Il primo ingresso a San Siro: cosa hai pensato?
“Wow. Il mio esordio fu contro la Fiorentina, tu pensa, perché Pagliuca venne espulso la partita precedente. Abbiamo vinto 2-0, ho fatto una bellissima partita e quando sono entrato c’erano 60 mila persone che cantavano il mio nome. Bellissimo”.

Baggio ti aiutato anche lontano dallo stesso spogliatoio, è vero?
“Mi aiutato dal punto di vista umano, dopo il mio infortunio al ginocchio a Firenze. Lui ha avuto un infortunio simile, mi ha dato la forza e mi ha consigliato un percorso, una filosofia di vita come la sua da seguire. Buddismo? Lo seguo ancora, assolutamente, è un percorso personale che mi fa stare bene. Ho chiamato lui perché quando sono arrivato nell’Inter aveva già vinto tutto, il Pallone d’Oro e così via, un campione mondiale, vederlo arrivare sempre solare e sorridente mi ha sempre impressionato”.

Baggio o Ronaldo?
“Difficile scegliere. Parliamo, oltre al livello calcistico, di due persone anche a livello umano siamo al top”.

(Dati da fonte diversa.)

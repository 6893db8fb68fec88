//! Intel x86 CPU core (8086 through 80386).
//!
//! A generic, reusable execution engine that works with any machine through
//! the [`Bus`] trait. The core covers the real-mode 8086/8088/80186/80188,
//! the 80286 with protected-mode segmentation, and the early 80386 with
//! 32-bit operands, paging, and the extended instruction map.
//!
//! Execution is organized as bursts: [`CpuX86::step_cpu`] runs instructions
//! until a cycle budget is exhausted, always stopping on an instruction
//! boundary. Architectural exceptions are delivered to the guest through
//! the IDT and never escape to the host.

mod alu;
mod control;
mod decode;
mod exec;
mod flags;
mod interrupt;
mod memory;
mod paging;
mod segment;
mod state;
mod string;
mod task;

#[cfg(test)]
mod tests;

pub use flags::{
    PS_AF, PS_CF, PS_DF, PS_IF, PS_IOPL, PS_NT, PS_OF, PS_PF, PS_SF, PS_TF, PS_ZF,
};
pub use interrupt::{CpuError, Fault};
pub use segment::{desc, DescTableReg, SegId, SegReg};
pub use state::{CpuConfig, CpuSnapshot};

use crate::logging::{log, LogCategory, LogLevel};
use crate::Bus;
use bitflags::bitflags;
use serde::{Deserialize, Serialize};

/// CPU model/variant selection.
#[derive(Debug, Clone, Copy, PartialEq, Eq, Default, Serialize, Deserialize)]
pub enum CpuModel {
    /// Intel 8086 (1978), 16-bit registers, 20-bit addressing
    #[default]
    Intel8086,
    /// Intel 8088 (1979), 8-bit external bus variant of the 8086
    Intel8088,
    /// Intel 80186 (1982), enhanced instruction set
    Intel80186,
    /// Intel 80188 (1982), 8-bit external bus variant of the 80186
    Intel80188,
    /// Intel 80286 (1982), protected mode, 24-bit addressing
    Intel80286,
    /// Intel 80386 (1985), 32-bit registers, paging, 32-bit addressing
    Intel80386,
}

impl CpuModel {
    /// Returns true if this model supports the 80186 instruction additions.
    pub fn has_80186_ops(&self) -> bool {
        !matches!(self, CpuModel::Intel8086 | CpuModel::Intel8088)
    }

    /// Returns true if this model supports the 80286 system instructions.
    pub fn has_80286_ops(&self) -> bool {
        matches!(self, CpuModel::Intel80286 | CpuModel::Intel80386)
    }

    /// Returns true if this model supports the 80386 instruction set.
    pub fn has_80386_ops(&self) -> bool {
        matches!(self, CpuModel::Intel80386)
    }

    /// Parse the model number used in machine descriptions.
    pub fn from_number(n: u32) -> Option<Self> {
        match n {
            8086 => Some(CpuModel::Intel8086),
            8088 => Some(CpuModel::Intel8088),
            80186 => Some(CpuModel::Intel80186),
            80188 => Some(CpuModel::Intel80188),
            80286 => Some(CpuModel::Intel80286),
            80386 => Some(CpuModel::Intel80386),
            _ => None,
        }
    }

    /// Model number as it appears in machine descriptions.
    pub fn number(&self) -> u32 {
        match self {
            CpuModel::Intel8086 => 8086,
            CpuModel::Intel8088 => 8088,
            CpuModel::Intel80186 => 80186,
            CpuModel::Intel80188 => 80188,
            CpuModel::Intel80286 => 80286,
            CpuModel::Intel80386 => 80386,
        }
    }

    /// Display name.
    pub fn name(&self) -> &'static str {
        match self {
            CpuModel::Intel8086 => "Intel 8086",
            CpuModel::Intel8088 => "Intel 8088",
            CpuModel::Intel80186 => "Intel 80186",
            CpuModel::Intel80188 => "Intel 80188",
            CpuModel::Intel80286 => "Intel 80286",
            CpuModel::Intel80386 => "Intel 80386",
        }
    }

    /// Physical address bus mask: 20-bit, 24-bit, or 32-bit.
    pub fn addr_mask(&self) -> u32 {
        match self {
            CpuModel::Intel8086 | CpuModel::Intel8088 => 0x000F_FFFF,
            CpuModel::Intel80186 | CpuModel::Intel80188 => 0x000F_FFFF,
            CpuModel::Intel80286 => 0x00FF_FFFF,
            CpuModel::Intel80386 => 0xFFFF_FFFF,
        }
    }
}

/// Operand width for the width-parametric helpers. Values travel as `u32`
/// with the unused high bits ignored; `mask` trims them at commit points.
#[derive(Debug, Clone, Copy, PartialEq, Eq)]
pub enum OpSize {
    Byte,
    Word,
    Dword,
}

impl OpSize {
    #[inline]
    pub fn mask(self) -> u32 {
        match self {
            OpSize::Byte => 0xFF,
            OpSize::Word => 0xFFFF,
            OpSize::Dword => 0xFFFF_FFFF,
        }
    }

    #[inline]
    pub fn sign_bit(self) -> u32 {
        match self {
            OpSize::Byte => 0x80,
            OpSize::Word => 0x8000,
            OpSize::Dword => 0x8000_0000,
        }
    }

    #[inline]
    pub fn bytes(self) -> u32 {
        match self {
            OpSize::Byte => 1,
            OpSize::Word => 2,
            OpSize::Dword => 4,
        }
    }

    #[inline]
    pub fn bits(self) -> u32 {
        self.bytes() * 8
    }
}

bitflags! {
    /// Per-instruction operation flags. The prefix subset survives into
    /// `op_prefixes` at the next instruction boundary; everything else is
    /// reset.
    #[derive(Debug, Clone, Copy, PartialEq, Eq)]
    pub struct OpFlags: u32 {
        /// A segment-override prefix is in force.
        const SEG = 0x0001;
        /// LOCK prefix seen.
        const LOCK = 0x0002;
        /// REP/REPZ prefix seen.
        const REPZ = 0x0004;
        /// REPNZ prefix seen.
        const REPNZ = 0x0008;
        /// Operand-size override (0x66) seen.
        const DATASIZE = 0x0010;
        /// Address-size override (0x67) seen.
        const ADDRSIZE = 0x0020;
        /// Delay interrupt acknowledgement past the next instruction.
        const NOINTR = 0x0100;
        /// Suppress the dispatcher's operand write-back.
        const NOWRITE = 0x0200;
        /// Suppress further operand reads after a mid-instruction fault.
        const NOREAD = 0x0400;
    }
}

impl OpFlags {
    /// The bits carried into `op_prefixes` at each instruction boundary.
    pub const PREFIXES: OpFlags = OpFlags::from_bits_truncate(0x003F);
}

bitflags! {
    /// External event latch, set by the containing machine and consumed at
    /// instruction boundaries.
    #[derive(Debug, Clone, Copy, PartialEq, Eq)]
    pub struct IntFlags: u32 {
        /// A maskable interrupt is pending.
        const INTR = 0x0001;
        /// The CPU executed HLT and is waiting for an interrupt.
        const HALT = 0x0002;
    }
}

/// Register file indices (instruction encoding order).
pub const REG_AX: usize = 0;
pub const REG_CX: usize = 1;
pub const REG_DX: usize = 2;
pub const REG_BX: usize = 3;
pub const REG_SP: usize = 4;
pub const REG_BP: usize = 5;
pub const REG_SI: usize = 6;
pub const REG_DI: usize = 7;

/// Per-model cycle cost constants, looked up by operation and operand
/// locality. Counts are representative per-instruction tallies, not a
/// bus-accurate timing model.
#[derive(Debug, Clone)]
pub(crate) struct CycleTable {
    pub alu_rr: u32,
    pub alu_rm: u32,
    pub mov_rr: u32,
    pub mov_rm: u32,
    pub inc_r: u32,
    pub inc_m: u32,
    pub shift_r: u32,
    pub shift_m: u32,
    pub shift_per_bit: u32,
    pub mul: u32,
    pub div: u32,
    pub jcc_taken: u32,
    pub jcc_not_taken: u32,
    pub jmp_near: u32,
    pub jmp_far: u32,
    pub call_near: u32,
    pub call_far: u32,
    pub ret_near: u32,
    pub ret_far: u32,
    pub push: u32,
    pub pop: u32,
    pub int_n: u32,
    pub iret: u32,
    pub string_iter: u32,
    pub io: u32,
    pub seg_load: u32,
    pub task_switch: u32,
    pub base: u32,
    pub prefix: u32,
}

impl CycleTable {
    fn for_model(model: CpuModel) -> Self {
        if model.has_80386_ops() {
            CycleTable {
                alu_rr: 2,
                alu_rm: 6,
                mov_rr: 2,
                mov_rm: 4,
                inc_r: 2,
                inc_m: 6,
                shift_r: 3,
                shift_m: 7,
                shift_per_bit: 0,
                mul: 17,
                div: 25,
                jcc_taken: 7,
                jcc_not_taken: 3,
                jmp_near: 7,
                jmp_far: 12,
                call_near: 7,
                call_far: 17,
                ret_near: 10,
                ret_far: 18,
                push: 2,
                pop: 4,
                int_n: 37,
                iret: 22,
                string_iter: 4,
                io: 12,
                seg_load: 18,
                task_switch: 200,
                base: 2,
                prefix: 0,
            }
        } else if model.has_80286_ops() {
            CycleTable {
                alu_rr: 2,
                alu_rm: 7,
                mov_rr: 2,
                mov_rm: 5,
                inc_r: 2,
                inc_m: 7,
                shift_r: 5,
                shift_m: 8,
                shift_per_bit: 1,
                mul: 21,
                div: 25,
                jcc_taken: 7,
                jcc_not_taken: 3,
                jmp_near: 7,
                jmp_far: 11,
                call_near: 7,
                call_far: 13,
                ret_near: 11,
                ret_far: 15,
                push: 3,
                pop: 5,
                int_n: 23,
                iret: 17,
                string_iter: 4,
                io: 5,
                seg_load: 17,
                task_switch: 180,
                base: 2,
                prefix: 0,
            }
        } else {
            CycleTable {
                alu_rr: 3,
                alu_rm: 16,
                mov_rr: 2,
                mov_rm: 9,
                inc_r: 3,
                inc_m: 15,
                shift_r: 2,
                shift_m: 15,
                shift_per_bit: 4,
                mul: 70,
                div: 80,
                jcc_taken: 16,
                jcc_not_taken: 4,
                jmp_near: 15,
                jmp_far: 15,
                call_near: 19,
                call_far: 28,
                ret_near: 16,
                ret_far: 26,
                push: 11,
                pop: 8,
                int_n: 51,
                iret: 32,
                string_iter: 17,
                io: 10,
                seg_load: 9,
                task_switch: 0,
                base: 2,
                prefix: 2,
            }
        }
    }
}

/// Intel x86 CPU state and execution engine.
///
/// Generic over the machine's [`Bus`]; all architectural and hidden state
/// lives here, and every operation receives the CPU by mutable reference.
#[derive(Debug)]
pub struct CpuX86<B: Bus> {
    /// Linear address space and I/O ports, owned by the CPU for the burst.
    pub bus: B,

    model: CpuModel,

    /// General registers in instruction encoding order:
    /// EAX, ECX, EDX, EBX, ESP, EBP, ESI, EDI. 16-bit models use the low
    /// halves; the high halves stay zero.
    pub regs: [u32; 8],

    /// Instruction pointer (IP in the low 16 bits).
    pub eip: u32,

    // Directly-stored PS bits plus any flags materialised out of the cache.
    pub(crate) ps: u32,
    // Bits the model implements and bits the model forces set.
    pub(crate) ps_mask: u32,
    pub(crate) ps_set: u32,

    // Lazy flag cache (see flags.rs for the materialisation rules).
    pub(crate) res_dst: u32,
    pub(crate) res_src: u32,
    pub(crate) res_arith: u32,
    pub(crate) res_logic: u32,
    pub(crate) res_type: u32,

    /// Segment register shadow records, indexed by [`SegId`].
    pub(crate) segs: [SegReg; 6],
    /// Current privilege level, updated on CS loads.
    pub(crate) cpl: u8,
    pub(crate) gdt: DescTableReg,
    pub(crate) idt: DescTableReg,
    pub(crate) ldt: SegReg,
    pub(crate) tr: SegReg,

    /// CR0 (the MSW subset on the 80286).
    pub cr0: u32,
    /// Page-fault linear address (80386).
    pub cr2: u32,
    /// Page-directory base (80386).
    pub cr3: u32,
    /// Debug registers DR0-DR7.
    pub dr: [u32; 8],

    pub(crate) op_flags: OpFlags,
    pub(crate) op_prefixes: OpFlags,
    pub(crate) int_flags: IntFlags,
    pub(crate) intr_vector: Option<u8>,
    /// Vector of the fault currently being serviced, if any.
    pub(crate) nfault: Option<u8>,
    halted: bool,

    pub(crate) seg_override: Option<SegId>,
    /// Operand size in force for the current instruction.
    pub(crate) d_size: OpSize,
    /// Address-size mask in force for the current instruction.
    pub(crate) a_mask: u32,
    /// Memory operand of the current ModR/M decode; `None` for a register
    /// operand (the source model's ADDR_INVALID sentinel).
    pub(crate) ea: Option<(SegId, u32)>,
    /// Captured write-back target for the dispatcher.
    pub(crate) ea_write: Option<(SegId, u32)>,

    /// EIP at instruction start, the restart point for faults.
    pub(crate) op_eip: u32,
    /// Linear address of the instruction start, for diagnostics.
    pub(crate) op_lip: u32,
    last_opcode: u8,

    /// Total cycles executed.
    pub cycles: u64,
    /// Remaining budget for the current burst; execution yields when it
    /// goes non-positive.
    pub(crate) cycles_left: i64,

    pub(crate) cyc: CycleTable,

    auto_start: bool,
}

Chat e amici delle vecchie squadre?
“Abbiamo Inter Forever, una chat nostra che usiamo per le partite, è molto divertente, soprattutto quando ci avviciniamo all’evento. Poi con la Fiorentina, con tutti quelli della mia generazione, ci mandiamo qualche battuta, abbiamo personaggi che prendiamo di mira, nel senso buono. Gli ex in giro per il mondo è un bel progetto, mai pensavo di giocare con Klinsmann e Berti, per esempio. E’ bello”.